Latente durante varios meses -más de los que a veces se piensa-, ha estallado ya a los cuatro vientos la crisis de UCD. Nadie se ha llamado a engaño: la reciente remodelación del Gobierno no ha solucionado tal crisis, ni acaso pretendía tampoco hacerlo; antes bien, una vez despejadas las insólitas y duraderas brumas que en su transcurso se levantaron, ha servido para poner al desnudo, en toda su profunda dimensión, la verdadera crisis, que no era la del Gobierno: que era y es la del partido que sostiene a aquél -sigamos por comodidad el tópico-; que era y es la de la forma de actuar de UCD, no sólo en el área gubernamental propiamente dicha, sino también en cuanto a lo que podríamos denominar su peculiar estilo de afrontar las responsabilidades que hace un año echaron a sus espaldas más de seis millones de españoles.La crisis de UCD tenía que venir. Si todo partido político atraviesa, pronto o tarde, su crisis de identidad, las circunstancias que determinaron el nacimiento de aquélla conducían forzosamente a un rápido planteamiento de cambio. Por muchas y muy fuertes que fueran las exigencias políticas y sociales que llevaron hace tres años a intentar otra vez en nuestra historia la creación de un partido «de centro» -y así lo creía y así sigo creyéndolo-, hay que reconocer que UCD fue fruto del maridaje entre el poder y la oportunidad, y semejante origen, aun cuando los progenitores subsistan, no podía sino producir un fruto raquítico y parasitario, que o busca su propia identidad al margen de aquellos condicionantes o muere con la previsible extinción o, cuando menos, profunda transformación de aquellos factores. Para que UCD cobre por sí misma la convicción de que constituye una pieza indispensable en el juego de un sistema democrático consolidado, la crisis era necesaria y urgente. Alegrémonos quienes, con una voluntad y un entusiasmo no siempre fáciles de alimentar, optamos un día por formar parte de ella.

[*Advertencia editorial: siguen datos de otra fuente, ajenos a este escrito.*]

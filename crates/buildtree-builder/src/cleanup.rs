use std::fs;
use std::path::PathBuf;

use buildtree_core::version::is_greater;
use buildtree_core::{Error, PackageTree};
use tracing::{debug, info, warn};

use crate::events::{BuildEvent, EventSink};
use crate::executor::BuildReport;
use crate::fs_utils::{list_subdirectories, remove_file_if_exists};
use crate::layout::BuildLayout;

/// Remove the archives of freshly installed packages and the build
/// directories of their older versions.
///
/// Directories holding an equal or newer version are kept. The first removal
/// failure is reported and ends the whole pass. Returns the removed paths.
pub fn cleanup<S: EventSink>(
    tree: &PackageTree,
    layout: &BuildLayout,
    report: &BuildReport,
    sink: &mut S,
) -> Result<Vec<PathBuf>, Error> {
    let mut removed = Vec::new();

    for id in &report.installed {
        let node = tree.node(*id);
        let (Some(version), Some(archive_file_name)) =
            (node.version.as_deref(), node.archive_file_name())
        else {
            continue;
        };
        let removal_error = |diagnostic: String| Error::Removal {
            package: node.package_archive_name.clone(),
            diagnostic,
        };
        let fail = |sink: &mut S, err: Error| {
            warn!(package = %node.name, "{}", err.header());
            sink.emit(BuildEvent::removal_error(&err));
            err
        };

        sink.emit(BuildEvent::ActionDescription(format!(
            "Package: {}  -  Removing the package",
            node.name
        )));
        let archive_path = layout.archive_path(&archive_file_name);
        if let Err(err) = remove_file_if_exists(&archive_path) {
            return Err(fail(
                sink,
                removal_error(format!("{}: {err}", archive_path.display())),
            ));
        }
        debug!(path = %archive_path.display(), "archive removed");
        removed.push(archive_path);
        sink.emit(BuildEvent::ProgressIncrement);

        sink.emit(BuildEvent::ActionDescription(format!(
            "Package: {}  -  Removing the old Package",
            node.name
        )));
        let directories = list_subdirectories(layout.source_dir()).map_err(|err| {
            fail(
                sink,
                removal_error(format!("{}: {err}", layout.source_dir().display())),
            )
        })?;
        for directory in directories {
            let Some((pack_name, old_version)) = directory.rsplit_once('-') else {
                continue;
            };
            if pack_name != node.package_archive_name || !is_greater(version, old_version) {
                continue;
            }
            let path = layout.build_dir(&directory);
            if let Err(err) = fs::remove_dir_all(&path) {
                return Err(fail(
                    sink,
                    removal_error(format!("{}: {err}", path.display())),
                ));
            }
            info!(path = %path.display(), "removed superseded build directory");
            removed.push(path);
        }
        sink.emit(BuildEvent::ProgressIncrement);
    }

    sink.emit(BuildEvent::Completion);
    Ok(removed)
}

Pero de lo que ahora se trata es de que UCD salga de esa crisis: salga bien y además salga pronto. En pleno corazón de tal crisis, los signos -hay que reconocerlo- no son alentadores, y el recurso a la utopía constituye el mayor engaño, empezando por los propios miembros de UCD. Aquel partido que el 1 de marzo de 1979 recibía, por voz de las urnas, el exigente mandato de gobernar continúa sumido en la sombra del olvido, el rincón del apartamiento, la burocracia que se alimenta tan sólo de su propia inanición. Las tensiones a nivel regional son numerosas, y aun cuando con razón se aduzca que ello es normal en cualquier partido democrático, hay que reconocer que la cuantía y la intensidad de algunas de aquéllas, en particular últimamente, exceden con holgura los límites de tal normalidad. La comunicación entre sus órganos y -lo que es más importante- entre aquéllos y las bases ha abocado a un largo paréntesis, produciendo como efecto lógico el desinterés, la desconfianza y hasta el rechazo, en un ritmo progresivamente creciente. Y no en último extremo saltan a la calle disidencias de fondo y hasta la puesta en cuestión de su líder...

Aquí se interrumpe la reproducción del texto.